Filter the records, keeping every line that has the string "match".

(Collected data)
....

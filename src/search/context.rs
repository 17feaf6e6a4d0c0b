use fxhash::FxBuildHasher;
use grid_util::point::Point;
use indexmap::map::Entry::{Occupied, Vacant};
use indexmap::IndexMap;
use log::trace;
use smallvec::SmallVec;

use super::frontier::{Frontier, SmallestCostHolder};
use super::Side;
use crate::algorithm::{SearchPolicy, StepCost};
use crate::navigator::Navigator;
use crate::N_SMALLVEC_SIZE;

type FxIndexMap<K, V> = IndexMap<K, V, FxBuildHasher>;

const NO_PARENT: usize = usize::MAX;

/// Best known way of reaching a point. `parent` indexes the node table.
#[derive(Clone, Copy, Debug)]
struct Node {
    parent: usize,
    g: f64,
    closed: bool,
}

/// A node as it leaves the open container for good.
#[derive(Clone, Copy, Debug)]
pub(crate) struct Finalized {
    pub index: usize,
    pub point: Point,
    pub parent: Option<Point>,
    pub g: f64,
    pub h: f64,
}

/// State of one search direction: a node table doubling as the closed set and the open
/// container holding indices into it. Entries are never removed from the open container when a
/// better route to a point is found, stale entries are skipped when they surface.
#[derive(Clone, Debug)]
pub(crate) struct SearchContext {
    side: Side,
    target: Point,
    policy: SearchPolicy,
    nodes: FxIndexMap<Point, Node>,
    frontier: Frontier,
    seq: usize,
}

impl SearchContext {
    /// Starts a search rooted at `root` that estimates remaining cost towards `target`.
    pub fn new(root: Point, target: Point, policy: SearchPolicy, side: Side) -> SearchContext {
        let mut context = SearchContext {
            side,
            target,
            policy,
            nodes: FxIndexMap::default(),
            frontier: Frontier::new(policy.frontier),
            seq: 0,
        };
        let (index, _) = context.nodes.insert_full(
            root,
            Node {
                parent: NO_PARENT,
                g: 0.0,
                closed: false,
            },
        );
        context.push(index, root, 0.0);
        context
    }

    fn push(&mut self, index: usize, point: Point, g: f64) {
        let h = self.policy.heuristic.distance(point, self.target);
        self.frontier.push(SmallestCostHolder {
            estimated_cost: g + h,
            cost: g,
            index,
            seq: self.seq,
        });
        self.seq += 1;
    }

    fn is_stale(&self, holder: &SmallestCostHolder) -> bool {
        // We may have inserted a node several times into the open container if we found
        // a better way to access it. Only the entry carrying the best cost is live.
        self.nodes
            .get_index(holder.index)
            .map_or(true, |(_, node)| node.closed || holder.cost > node.g)
    }

    fn discard_stale(&mut self) {
        while let Some(&holder) = self.frontier.peek() {
            if !self.is_stale(&holder) {
                break;
            }
            self.frontier.pop();
        }
    }

    /// Priority of the next live candidate, [None] once the open container is exhausted.
    pub fn min_priority(&mut self) -> Option<f64> {
        self.discard_stale();
        self.frontier.peek().map(|holder| holder.estimated_cost)
    }

    /// Takes the next live candidate out of the open container and finalizes it.
    pub fn pop(&mut self) -> Option<Finalized> {
        self.discard_stale();
        let holder = self.frontier.pop()?;
        let (point, parent_index, g) = {
            let (point, node) = self.nodes.get_index_mut(holder.index)?;
            node.closed = true;
            (*point, node.parent, node.g)
        };
        let parent = self.nodes.get_index(parent_index).map(|(p, _)| *p);
        Some(Finalized {
            index: holder.index,
            point,
            parent,
            g,
            h: self.policy.heuristic.distance(point, self.target),
        })
    }

    /// Relaxes the moves out of a finalized node and returns every point whose tentative
    /// distance improved, together with that distance.
    pub fn expand(
        &mut self,
        index: usize,
        navigator: &Navigator,
    ) -> SmallVec<[(Point, f64); N_SMALLVEC_SIZE]> {
        let mut relaxed = SmallVec::new();
        let Some((&point, &Node { g, .. })) = self.nodes.get_index(index) else {
            return relaxed;
        };
        let moves = match self.side {
            Side::Forward => navigator.successors(point),
            Side::Backward => navigator.predecessors(point),
        };
        for (successor, move_cost) in moves {
            let new_cost = g + match self.policy.step {
                StepCost::Unit => 1.0,
                StepCost::Navigator => move_cost,
                StepCost::Zero => 0.0,
            };
            let n = match self.nodes.entry(successor) {
                Vacant(e) => {
                    let n = e.index();
                    e.insert(Node {
                        parent: index,
                        g: new_cost,
                        closed: false,
                    });
                    n
                }
                Occupied(mut e) => {
                    let node = e.get_mut();
                    if node.closed || node.g <= new_cost {
                        continue;
                    }
                    node.g = new_cost;
                    node.parent = index;
                    e.index()
                }
            };
            self.push(n, successor, new_cost);
            relaxed.push((successor, new_cost));
        }
        trace!(
            "{:?} expanded {}, {} improved, {} open",
            self.side,
            point,
            relaxed.len(),
            self.frontier.len()
        );
        relaxed
    }

    /// Best known distance from the root to a point, if the point has been generated.
    pub fn g(&self, point: Point) -> Option<f64> {
        self.nodes.get(&point).map(|node| node.g)
    }

    /// Follows the parent links from a point back to the root, point first.
    pub fn path_to_root(&self, point: Point) -> Vec<Point> {
        let Some(start) = self.nodes.get_index_of(&point) else {
            return Vec::new();
        };
        std::iter::successors(Some(start), |&i| {
            self.nodes.get_index(i).map(|(_, node)| node.parent)
        })
        .map_while(|i| self.nodes.get_index(i).map(|(p, _)| *p))
        .collect()
    }

    /// The path from the root to a point, root first.
    pub fn reverse_path(&self, point: Point) -> Vec<Point> {
        let mut path = self.path_to_root(point);
        path.reverse();
        path
    }
}
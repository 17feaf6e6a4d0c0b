use grid_util::point::Point;
use log::debug;

use super::context::SearchContext;
use super::{Side, StepEvent};
use crate::algorithm::SearchPolicy;
use crate::navigator::Navigator;

/// Cheapest complete path found so far, running through `point`.
#[derive(Clone, Copy, Debug)]
struct Meeting {
    point: Point,
    cost: f64,
}

/// Two searches in strict alternation, one rooted at the start and one at the goal.
///
/// The search does not stop when the frontiers first touch. Every time either side improves a
/// point the other side has already reached, the sum of both distances is a complete path and
/// the cheapest one is kept. The search ends once the next priority of either open container is
/// no smaller than that cost, at which point no unexplored route can beat it.
#[derive(Clone, Debug)]
pub(crate) struct Bidirectional {
    forward: SearchContext,
    backward: SearchContext,
    turn: Side,
    best: Option<Meeting>,
}

impl Bidirectional {
    pub fn new(start: Point, goal: Point, policy: SearchPolicy) -> Bidirectional {
        Bidirectional {
            forward: SearchContext::new(start, goal, policy, Side::Forward),
            backward: SearchContext::new(goal, start, policy, Side::Backward),
            turn: Side::Forward,
            best: None,
        }
    }

    /// The side the next half-step expands.
    pub fn turn(&self) -> Side {
        self.turn
    }

    fn should_stop(&mut self, best: f64) -> bool {
        let forward = self.forward.min_priority().unwrap_or(f64::INFINITY);
        let backward = self.backward.min_priority().unwrap_or(f64::INFINITY);
        forward.max(backward) >= best
    }

    /// Forward parent chain from the start to the meeting point, followed by the backward chain
    /// from the meeting point to the goal.
    fn path(&self, meeting: Point) -> Vec<Point> {
        let mut path = self.forward.reverse_path(meeting);
        path.extend(self.backward.path_to_root(meeting).into_iter().skip(1));
        path
    }

    /// Expands one node of the side whose turn it is.
    pub fn half_step(&mut self, navigator: &Navigator) -> StepEvent {
        if let Some(best) = self.best {
            if self.should_stop(best.cost) {
                return StepEvent::Found(None, self.path(best.point));
            }
        }
        let side = self.turn;
        self.turn = side.opposite();
        let (this, other) = match side {
            Side::Forward => (&mut self.forward, &self.backward),
            Side::Backward => (&mut self.backward, &self.forward),
        };
        let Some(finalized) = this.pop() else {
            // This side explored its whole component without reaching the other root
            return StepEvent::Exhausted;
        };
        let mut candidate = other
            .g(finalized.point)
            .map(|g_other| (finalized.point, finalized.g + g_other));
        for (point, g) in this.expand(finalized.index, navigator) {
            if let Some(g_other) = other.g(point) {
                let cost = g + g_other;
                if candidate.map_or(true, |(_, c)| cost < c) {
                    candidate = Some((point, cost));
                }
            }
        }
        if let Some((point, cost)) = candidate {
            if self.best.map_or(true, |best| cost < best.cost) {
                debug!("{:?} search met at {} with cost {}", side, point, cost);
                self.best = Some(Meeting { point, cost });
            }
        }
        StepEvent::Visited(finalized, side)
    }
}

....

- [WRITTEN SOLUTION]
        let moves = match self.side {
            let new_cost = g + match self.policy.step {
            let n = match self.nodes.entry(successor) {
        let (this, other) = match side {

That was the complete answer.